Vegni indicated it will be up to local authorities and the UCI to decide any restrictions, rider protocols, and other rules that could be imposed to limit the risk of COVID-19 contagion.
As part of the rescheduled race calendar, the Giro d'Italia is due to be held between October 3-25, after the Tour de France (August 29-September 20) and at the same time as most of the Classics, with the Vuelta a España (October 20-November 8) overlapping with the final week of the Giro.
RCS Sport will also organise Strade Bianche (August 1), Il Lombardia (scheduled for October 31 but likely to be moved to August 8), Milan-San Remo (likely to be moved to August 22) and Tirreno-Adriatico (September 7-14).

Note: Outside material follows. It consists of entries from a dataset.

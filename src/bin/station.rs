//! `station`: the service station admin console on the command line.
//!
//! Each subcommand drives one screen action against the configured API.

use anyhow::{Context, bail};
use clap::{Parser, Subcommand};
use comfy_table::Table;
use comfy_table::presets::UTF8_FULL;
use serde_json::Value;
use std::io::{BufRead, Write};
use std::path::PathBuf;
use std::process::ExitCode;
use std::sync::Arc;
use station::entities::json_to_form;
use station::prelude::*;

/// Service station admin console.
#[derive(Parser, Debug)]
#[command(name = "station", version, about = "Vehicle service station admin console")]
struct Cli {
    /// Path to a YAML config file.
    #[arg(long, global = true, env = "STATION_CONFIG")]
    config: Option<PathBuf>,

    /// Override the API base URL.
    #[arg(long, global = true)]
    base_url: Option<String>,

    #[command(subcommand)]
    command: Command,
}

#[derive(Subcommand, Debug)]
enum Command {
    /// List records, optionally filtered and sorted.
    List {
        /// Resource (e.g. sales, utility-expenses).
        resource: ResourceKind,
        /// Case-insensitive search on the resource's search key.
        #[arg(long, short = 'q')]
        query: Option<String>,
        /// Sort by a column (employees: name).
        #[arg(long)]
        sort: Option<String>,
        /// Sort descending.
        #[arg(long, requires = "sort")]
        desc: bool,
    },

    /// Write the report for the (filtered) collection.
    Report {
        resource: ResourceKind,
        #[arg(long, short = 'q')]
        query: Option<String>,
        /// Output directory (default: reports.output_dir).
        #[arg(long)]
        out: Option<PathBuf>,
    },

    /// Create a record.
    Create {
        resource: ResourceKind,
        /// Field assignment, repeatable.
        #[arg(long = "set", value_name = "FIELD=VALUE", value_parser = parse_assignment)]
        set: Vec<(String, String)>,
        /// Fields as a JSON object.
        #[arg(long)]
        json: Option<String>,
    },

    /// Replace a record; unspecified fields keep their stored values.
    Update {
        resource: ResourceKind,
        id: String,
        #[arg(long = "set", value_name = "FIELD=VALUE", value_parser = parse_assignment)]
        set: Vec<(String, String)>,
        #[arg(long)]
        json: Option<String>,
    },

    /// Delete a record.
    Delete {
        resource: ResourceKind,
        id: String,
        /// Skip confirmation.
        #[arg(long, short = 'y')]
        yes: bool,
    },

    /// Sum a numeric column over the (filtered) collection.
    Total {
        resource: ResourceKind,
        /// Column to sum (default: amount).
        #[arg(default_value = "amount")]
        column: String,
        #[arg(long, short = 'q')]
        query: Option<String>,
    },

    /// Count the records in the (filtered) collection.
    Count {
        resource: ResourceKind,
        #[arg(long, short = 'q')]
        query: Option<String>,
    },

    /// Validate a JSON payload and print the request body, without sending.
    Validate {
        resource: ResourceKind,
        /// The JSON object to check.
        json: String,
        /// Validate as an edit (optional secret fields).
        #[arg(long)]
        edit: bool,
    },
}

impl Command {
    fn resource(&self) -> ResourceKind {
        match self {
            Command::List { resource, .. }
            | Command::Report { resource, .. }
            | Command::Create { resource, .. }
            | Command::Update { resource, .. }
            | Command::Delete { resource, .. }
            | Command::Total { resource, .. }
            | Command::Count { resource, .. }
            | Command::Validate { resource, .. } => *resource,
        }
    }
}

fn parse_assignment(raw: &str) -> Result<(String, String), String> {
    let (field, value) = raw
        .split_once('=')
        .ok_or_else(|| format!("expected FIELD=VALUE, got '{}'", raw))?;
    if field.trim().is_empty() {
        return Err(format!("missing field name in '{}'", raw));
    }
    Ok((field.trim().to_string(), value.to_string()))
}

/// Prints notifications for a person at a terminal
struct TerminalNotifier;

impl Notifier for TerminalNotifier {
    fn notify(&self, notification: Notification) {
        if notification.is_error() {
            eprintln!("{}", notification);
        } else {
            println!("{}", notification);
        }
    }
}

fn load_config(cli: &Cli) -> anyhow::Result<ConsoleConfig> {
    let config = match &cli.config {
        Some(path) => ConsoleConfig::from_yaml_file(path)?,
        None => ConsoleConfig::default(),
    };
    let mut config = config.with_env_overrides();
    if let Some(url) = &cli.base_url {
        config.api.base_url = url.clone();
    }
    config.validate()?;
    Ok(config)
}

/// Form values from `--json` then `--set`, later ones winning
fn field_input(json: Option<&str>, set: &[(String, String)]) -> anyhow::Result<FormValues> {
    let mut form = FormValues::new();
    if let Some(raw) = json {
        let value: Value = serde_json::from_str(raw).context("--json is not valid JSON")?;
        for (field, v) in json_to_form(&value)?.iter() {
            form.set(field, v);
        }
    }
    for (field, value) in set {
        form.set(field.as_str(), value.as_str());
    }
    Ok(form)
}

fn print_table<R: Tabular>(records: &[Record<R>], index: &NameIndex) {
    let mut table = Table::new();
    table.load_preset(UTF8_FULL);

    let mut head = vec!["Id"];
    head.extend_from_slice(R::columns());
    table.set_header(head);

    for record in records {
        let mut row = vec![record.id.to_string()];
        row.extend(record.data.row(index));
        table.add_row(row);
    }
    println!("{table}");
}

fn confirm(prompt: &str) -> anyhow::Result<Confirmation> {
    print!("{} [y/N] ", prompt);
    std::io::stdout().flush()?;
    let mut answer = String::new();
    std::io::stdin().lock().read_line(&mut answer)?;
    Ok(matches!(answer.trim(), "y" | "Y" | "yes").into())
}

async fn run<R: Tabular>(
    command: Command,
    config: &ConsoleConfig,
    http: reqwest::Client,
) -> anyhow::Result<()> {
    let client = HttpResourceClient::<R>::from_config(http.clone(), config);
    let mut screen = Screen::new(client).with_notifier(Arc::new(TerminalNotifier));
    if R::KIND == ResourceKind::Sale {
        let products = HttpResourceClient::<Product>::from_config(http, config);
        screen = screen.with_lookup::<Product, _>(products);
    }

    screen.load().await?;

    match command {
        Command::List {
            query, sort, desc, ..
        } => {
            screen.search(query.unwrap_or_default());
            if let Some(column) = sort {
                let direction = if desc {
                    SortDirection::Descending
                } else {
                    SortDirection::Ascending
                };
                if !screen.sort_by(&column, direction) {
                    bail!("{} cannot be sorted by '{}'", R::KIND.plural_label(), column);
                }
            }
            print_table(screen.visible(), screen.list().index());
        }
        Command::Report { query, out, .. } => {
            screen.search(query.unwrap_or_default());
            let out_dir = out.unwrap_or_else(|| config.reports.output_dir.clone());
            screen.report(&TextRenderer, &out_dir)?;
        }
        Command::Create { set, json, .. } => {
            let input = field_input(json.as_deref(), &set)?;
            screen.add()?;
            for (field, value) in input.iter() {
                screen.set_field(field, value)?;
            }
            let record = screen.submit().await?;
            println!("{}", record.id);
        }
        Command::Update { id, set, json, .. } => {
            let input = field_input(json.as_deref(), &set)?;
            screen.edit(&RecordId::new(id))?;
            for (field, value) in input.iter() {
                screen.set_field(field, value)?;
            }
            screen.submit().await?;
        }
        Command::Delete { id, yes, .. } => {
            let confirmation = if yes {
                Confirmation::Confirmed
            } else {
                confirm(&format!(
                    "Are you sure you want to delete this {}?",
                    R::KIND.label()
                ))?
            };
            if !screen.delete(&RecordId::new(id), confirmation).await? {
                println!("Cancelled.");
            }
        }
        Command::Total { column, query, .. } => {
            screen.search(query.unwrap_or_default());
            screen.total_amount(&column);
        }
        Command::Count { query, .. } => {
            screen.search(query.unwrap_or_default());
            screen.total_count();
        }
        Command::Validate {
            resource,
            json,
            edit,
        } => validate(resource, &json, edit)?,
    }

    Ok(())
}

fn validate(kind: ResourceKind, raw: &str, edit: bool) -> anyhow::Result<()> {
    let value: Value = serde_json::from_str(raw).context("payload is not valid JSON")?;
    let mode = if edit { FormMode::Edit } else { FormMode::Create };
    let record = AnyRecord::from_json(kind, &value, mode)?;
    println!("{}", serde_json::to_string_pretty(&record.to_json())?);
    Ok(())
}

async fn execute(cli: Cli) -> anyhow::Result<()> {
    let kind = cli.command.resource();

    if let Command::Validate { json, edit, .. } = &cli.command {
        return validate(kind, json, *edit);
    }

    let config = load_config(&cli)?;
    let http = config.http_client()?;
    tracing::debug!(base_url = %config.api.base_url, resource = %kind, "starting");

    dispatch_resource!(kind, R => run::<R>(cli.command, &config, http).await)
}

/// Filter used when `RUST_LOG` is unset
const DEFAULT_LOG_FILTER: &str = "info";

#[tokio::main]
async fn main() -> ExitCode {
    tracing_subscriber::fmt()
        .with_env_filter(
            tracing_subscriber::EnvFilter::try_from_default_env()
                .unwrap_or_else(|_| tracing_subscriber::EnvFilter::new(DEFAULT_LOG_FILTER)),
        )
        .with_writer(std::io::stderr)
        .init();

    match execute(Cli::parse()).await {
        Ok(()) => ExitCode::SUCCESS,
        Err(e) => {
            let code = e
                .downcast_ref::<ConsoleError>()
                .map(ConsoleError::error_code)
                .unwrap_or("ERROR");
            eprintln!("error [{}]: {:#}", code, e);
            ExitCode::FAILURE
        }
    }
}

#[cfg(test)]
mod tests {
    use super::*;

    #[test]
    fn test_parse_assignment() {
        assert_eq!(
            parse_assignment("volume=4").unwrap(),
            ("volume".to_string(), "4".to_string())
        );
        assert_eq!(
            parse_assignment("description=a=b").unwrap(),
            ("description".to_string(), "a=b".to_string())
        );
        assert!(parse_assignment("volume").is_err());
        assert!(parse_assignment("=4").is_err());
    }

    #[test]
    fn test_set_overrides_json() {
        let set = vec![("volume".to_string(), "9".to_string())];
        let form = field_input(Some(r#"{"volume": 4, "paymentMethod": "Cash"}"#), &set).unwrap();
        assert_eq!(form.get("volume"), "9");
        assert_eq!(form.get("paymentMethod"), "Cash");
    }

    #[test]
    fn test_default_log_filter_is_info() {
        assert_eq!(DEFAULT_LOG_FILTER, "info");
        assert!(DEFAULT_LOG_FILTER.parse::<tracing_subscriber::EnvFilter>().is_ok());
    }

    #[test]
    fn test_cli_parses_resources() {
        let cli = Cli::try_parse_from(["station", "list", "utility_expenses", "-q", "water"]).unwrap();
        assert_eq!(cli.command.resource(), ResourceKind::UtilityExpense);

        assert!(Cli::try_parse_from(["station", "list", "invoices"]).is_err());

        let cli = Cli::try_parse_from(["station", "count", "employees", "-q", "mal"]).unwrap();
        assert_eq!(cli.command.resource(), ResourceKind::Employee);
        assert!(matches!(cli.command, Command::Count { query: Some(ref q), .. } if q == "mal"));
    }
}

According to La Gazzetta dello Sport, Vegni and his senior RCS Sport staff will have an important conference call with the Italian Minister for Sport next week to discuss the Giro d'Italia.
Italy was the first European country to go into a strict lockdown in early March and has suffered over 33,000 official deaths due to COVID-19, a significant part of them in the Lombardy region. However, the government has now eased the lockdown restrictions and will soon decide if it is safe to hold large sporting events.
Serie A football will be held behind closed doors if given the green light but Vegni, like his Tour de France counterpart Christian Prudhomme, is working on what he calls on an 'open doors race' format, where crowds can perhaps watch the race from the roadside, while respecting social distancing.
"We're working only on one hypothesis: An 'open doors' Giro d'Italia," Vegni told Tuttobiciweb.
"It will be up to other people to set any eventual indications and rules that we have to follow. Of course, after seeing the crowds that gathered in Milan for the fly-by of the Frecce Tricolori jets, we'll have to ask ourselves some questions."
The Giro d'Italia will not start in Hungary as planned, with the Grande Partenza and the opening stages to be held in the south of Italy, either in Sicily or Calabria, before following the original race route in Sicily and up the Adriatic coast, with key mountain stages to Madonna di Campiglio, over the Passo dello Stelvio and then to Sestriere before the time trial into Milan on October 25. Some of the stages may visit the areas worst hit by the COVID-19 pandemic as a sign of solidarity.
"We've got to finalise the opening three stages but there won't be any major changes to the rest of the route," Vegni said.
"We've reduced the options for the start down to Sicily and Calabria and we'll soon decide. We plan to present the new race route online at the end of June or early July."